Actor Melanie Lynskey is still intimately connected with her inner, awkward teen.
"I wasn't a very light teenager. I was quite sort of depressed a lot of the time," Lynskey says. "If you've ever been shy, if you've ever been awkward, it's almost impossible to stop feeling that way."
Lynskey gets to channel some of that teen angst in the new Showtime series Yellowjackets. Inspired by Lord of the Flies, Yellowjackets tells the story of the members of a girls' high school soccer team who go down in a plane crash in 1996, and have to survive in the wilderness for over a year. Lynskey plays one of the characters who, years later, is still dealing with the consequences of the terrible things she did to stay alive.
Lynskey says she was drawn to the series because of its powerful storytelling and the complexity of the characters. "None of them are sort of stereotypes," she says. "It's not like the brainy one, the slutty one. They're all interesting people who contain multitudes. And that was kind of rare for me to see in the writing of a group of teenage girls."
Lynskey got her start in 1994 playing a different — and also complex — teenage girl in Heavenly Creatures, a dark film based on the true story of two girls whose obsessive friendship leads them to commit murder. She credits that film's director, Peter Jackson, with teaching her the technical aspects of acting.
"They gave me a free day where I got to learn how to hit a mark, how to not look at the camera, how to find your light, just technical things, because they didn't want to hold themselves up waiting for me to learn all this stuff," Lynskey says. "And what a gift. ... I just feel so fortunate to have had that experience. It was pretty incredible."

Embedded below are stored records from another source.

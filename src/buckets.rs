//! Buckets are the primary internal storage type.
//!
//! One bucket entry exists per distinct metric identity -- name, kind and
//! canonicalized tag set -- and holds that identity's accumulated state for
//! the current flush window. The whole store is drained and cleared exactly
//! once per flush; nothing survives a window.

use metric::{AggregateKind, MetricEvent, MetricKind, Payload, TagMap};
use seahash::SeaHasher;
use stats;
use std::collections::HashMap;
use std::collections::hash_map::{Entry, Values};
use std::hash::BuildHasherDefault;

/// A `HashMap` keyed with seahash, cheap to hash the string keys the store
/// produces in volume.
pub type HashMapSea<K, V> = HashMap<K, V, BuildHasherDefault<SeaHasher>>;

/// Per-kind accumulation state. A closed set: the merge and export routines
/// match on this exhaustively, so a new kind cannot be half-wired.
#[derive(Debug, Clone, PartialEq)]
enum Accum {
    /// Running sum of a count metric.
    Sum(f64),
    /// Most recent value of a gauge metric.
    Set(f64),
    /// Raw samples of a histogram metric, in insertion order, plus the
    /// export configuration captured from the first event of the window.
    Samples {
        values: Vec<f64>,
        percentiles: Vec<f64>,
        aggregates: Vec<AggregateKind>,
    },
}

/// The accumulated state of one metric identity.
#[derive(Debug, Clone, PartialEq)]
pub struct StoredMetric {
    /// The metric name.
    pub name: String,
    /// The identity tags.
    pub tags: TagMap,
    /// Timestamp of the last event merged into this entry, ms since epoch.
    pub last_updated: i64,
    value: Accum,
}

impl StoredMetric {
    fn seed(event: MetricEvent) -> StoredMetric {
        let value = match event.kind {
            MetricKind::Count => Accum::Sum(event.value),
            MetricKind::Gauge => Accum::Set(event.value),
            MetricKind::Histogram => Accum::Samples {
                values: vec![event.value],
                percentiles: event.percentiles,
                aggregates: event.aggregates,
            },
        };
        StoredMetric {
            name: event.name,
            tags: event.tags,
            last_updated: event.timestamp,
            value: value,
        }
    }

    // The event's kind always matches self's kind: the store key includes
    // the kind, so mismatched events land in different entries.
    fn merge(&mut self, event: MetricEvent) {
        match self.value {
            Accum::Sum(ref mut total) => *total += event.value,
            Accum::Set(ref mut current) => *current = event.value,
            // percentiles / aggregates are first-write-wins for the window;
            // a later event's conflicting options are silently ignored
            Accum::Samples { ref mut values, .. } => values.push(event.value),
        }
        self.last_updated = event.timestamp;
    }

    /// The kind of metric this entry accumulates.
    pub fn kind(&self) -> MetricKind {
        match self.value {
            Accum::Sum(_) => MetricKind::Count,
            Accum::Set(_) => MetricKind::Gauge,
            Accum::Samples { .. } => MetricKind::Histogram,
        }
    }

    /// The scalar value of a count or gauge entry, `None` for histograms.
    pub fn value(&self) -> Option<f64> {
        match self.value {
            Accum::Sum(total) => Some(total),
            Accum::Set(current) => Some(current),
            Accum::Samples { .. } => None,
        }
    }

    /// The raw samples of a histogram entry, `None` for counts and gauges.
    pub fn samples(&self) -> Option<&[f64]> {
        match self.value {
            Accum::Samples { ref values, .. } => Some(values),
            _ => None,
        }
    }

    fn push_payloads(&self, payloads: &mut Vec<Payload>) {
        match self.value {
            Accum::Sum(total) => payloads.push(Payload {
                kind: MetricKind::Count,
                name: self.name.clone(),
                value: total,
                tags: self.tags.clone(),
                timestamp: self.last_updated,
            }),
            Accum::Set(current) => payloads.push(Payload {
                kind: MetricKind::Gauge,
                name: self.name.clone(),
                value: current,
                tags: self.tags.clone(),
                timestamp: self.last_updated,
            }),
            Accum::Samples {
                ref values,
                ref percentiles,
                ref aggregates,
            } => {
                if percentiles.is_empty() && aggregates.is_empty() {
                    // nothing requested, nothing exported
                    return;
                }
                let sorted = stats::sorted(values);
                for &p in percentiles {
                    if let Some(value) = stats::percentile(&sorted, p) {
                        payloads.push(Payload {
                            kind: MetricKind::Gauge,
                            name: format!("{}.p{}", self.name, (p * 100.0).round() as i64),
                            value: value,
                            tags: self.tags.clone(),
                            timestamp: self.last_updated,
                        });
                    }
                }
                for &agg in aggregates {
                    if let Some(value) = stats::aggregate(agg, values) {
                        let kind = match agg {
                            AggregateKind::Count => MetricKind::Count,
                            _ => MetricKind::Gauge,
                        };
                        payloads.push(Payload {
                            kind: kind,
                            name: format!("{}.{}", self.name, agg),
                            value: value,
                            tags: self.tags.clone(),
                            timestamp: self.last_updated,
                        });
                    }
                }
            }
        }
    }
}
//! Bundle header file (`bundle.hdr`)
//!
//! | Field | Type | Notes |
//! |-------|------|-------|
//! | Signature | 16 bytes | ASCII `FileBundleHeader`, no terminator |
//! | Format version | u32 | Always 2 |
//! | Segment count | u32 | 1 to 10000 |
//! | Segment break | u64 | Non-zero |
//! | Original header directory | cstr | `""`, `"."` or a relative path |
//! | Per segment: original directory | cstr | Same rules |
//! | Per segment: file name | cstr | Relative to the bundle |
//! | Per segment: size | u32 | Bytes |
//! | CRC-32 | u32 | Over every preceding byte |
//!
//! All integers are little-endian.

use crate::{BundleError, Result, SEGMENT_FILE_COUNT_MAX};
use binrw::io::Cursor;
use binrw::{BinRead, BinWrite, NullString};
use globestore_crypto::crc::{append_crc, verify_trailing_crc};
use std::path::Path;

/// Signature at the start of every header file.
pub const HEADER_SIGNATURE: &[u8; 16] = b"FileBundleHeader";

/// Header format version.
pub const FORMAT_VERSION: u32 = 2;

#[derive(Debug, BinRead, BinWrite)]
#[brw(little)]
struct HeaderFields {
    format_version: u32,
    segment_count: u32,
    segment_break: u64,
}

#[derive(Debug, BinRead, BinWrite)]
#[brw(little)]
struct RawSegmentRecord {
    orig_path: NullString,
    file_name: NullString,
    size: u32,
}

/// One row of the segment table, in stored form.
#[derive(Debug, Clone, PartialEq, Eq)]
pub struct SegmentRecord {
    /// Original directory of the segment
    pub orig_path: String,
    /// Segment file name
    pub file_name: String,
    /// Segment size in bytes
    pub size: u32,
}

/// Decoded header, paths still in their stored form.
#[derive(Debug, Clone, PartialEq, Eq)]
pub struct BundleHeader {
    /// Maximum bytes per segment
    pub segment_break: u64,
    /// Original directory of the header
    pub orig_path: String,
    /// Segment table
    pub segments: Vec<SegmentRecord>,
}

impl BundleHeader {
    /// Serialize the header, including the trailing CRC.
    pub fn to_bytes(&self) -> Result<Vec<u8>> {
        if self.segments.is_empty() {
            return Err(BundleError::Internal(
                "cannot write a bundle header without segments".to_string(),
            ));
        }
        if self.segments.len() > SEGMENT_FILE_COUNT_MAX {
            return Err(BundleError::Internal(format!(
                "{} segments exceed the maximum of {SEGMENT_FILE_COUNT_MAX}",
                self.segments.len()
            )));
        }

        let mut buf = HEADER_SIGNATURE.to_vec();
        let mut cursor = Cursor::new(&mut buf);
        cursor.set_position(HEADER_SIGNATURE.len() as u64);

        let fields = HeaderFields {
            format_version: FORMAT_VERSION,
            segment_count: self.segments.len() as u32,
            segment_break: self.segment_break,
        };
        let write_err = |e: binrw::Error| {
            BundleError::Internal(format!("cannot serialize bundle header: {e}"))
        };
        fields.write(&mut cursor).map_err(write_err)?;
        NullString::from(self.orig_path.as_str())
            .write_le(&mut cursor)
            .map_err(write_err)?;
        for segment in &self.segments {
            RawSegmentRecord {
                orig_path: NullString::from(segment.orig_path.as_str()),
                file_name: NullString::from(segment.file_name.as_str()),
                size: segment.size,
            }
            .write(&mut cursor)
            .map_err(write_err)?;
        }

        append_crc(&mut buf);
        Ok(buf)
    }

    /// Parse and validate a header. `header_path` only names the file in
    /// error messages.
    pub fn parse(data: &[u8], header_path: &Path) -> Result<Self> {
        let corrupt = |what: String| {
            BundleError::Corruption(format!("{what} in {}", header_path.display()))
        };

        if !data.starts_with(HEADER_SIGNATURE) {
            return Err(corrupt("corrupt header file, bad signature".to_string()));
        }
        let payload = verify_trailing_crc(data)
            .map_err(|e| corrupt(format!("corrupt header, bad CRC ({e})")))?;

        let body = &payload[HEADER_SIGNATURE.len()..];
        let mut cursor = Cursor::new(body);
        let truncated = |e: binrw::Error| corrupt(format!("corrupt header, truncated ({e})"));

        let fields = HeaderFields::read(&mut cursor).map_err(truncated)?;
        if fields.format_version != FORMAT_VERSION {
            return Err(corrupt(format!(
                "unknown header version {}",
                fields.format_version
            )));
        }
        if fields.segment_count == 0 || fields.segment_count as usize > SEGMENT_FILE_COUNT_MAX {
            return Err(corrupt(format!(
                "corrupt header segment count {}",
                fields.segment_count
            )));
        }
        if fields.segment_break == 0 {
            return Err(corrupt("corrupt header, segment break is 0".to_string()));
        }

        let orig_path = decode_string(NullString::read_le(&mut cursor).map_err(truncated)?)
            .map_err(|e| corrupt(e))?;

        let mut segments = Vec::with_capacity(fields.segment_count as usize);
        for _ in 0..fields.segment_count {
            let raw = RawSegmentRecord::read(&mut cursor).map_err(truncated)?;
            segments.push(SegmentRecord {
                orig_path: decode_string(raw.orig_path).map_err(|e| corrupt(e))?,
                file_name: decode_string(raw.file_name).map_err(|e| corrupt(e))?,
                size: raw.size,
            });
        }

        if cursor.position() != body.len() as u64 {
            return Err(corrupt(
                "corrupt header, garbage after segment list".to_string(),
            ));
        }

        Ok(Self {
            segment_break: fields.segment_break,
            orig_path,
            segments,
        })
    }
}

fn decode_string(raw: NullString) -> std::result::Result<String, String> {
    String::from_utf8(raw.0).map_err(|e| format!("corrupt header, path is not UTF-8 ({e})"))
}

On Yellowjackets being inspired by Lord of the Flies
I've heard [the show's creators] tell the story at a panel where they were reading the comments on Deadline or something, and people were like, 'Oh, you can never do an all-female Lord of the Flies because what are they going to do? Compromise to death?' Like all these things about women: about women not being vicious, women not being violent and not being willing to do what it takes to survive. And Ashley [Lyle], who's one of the show creators, was like, "These people have never met a teenage girl!" And then they got inspired to tell this particular story.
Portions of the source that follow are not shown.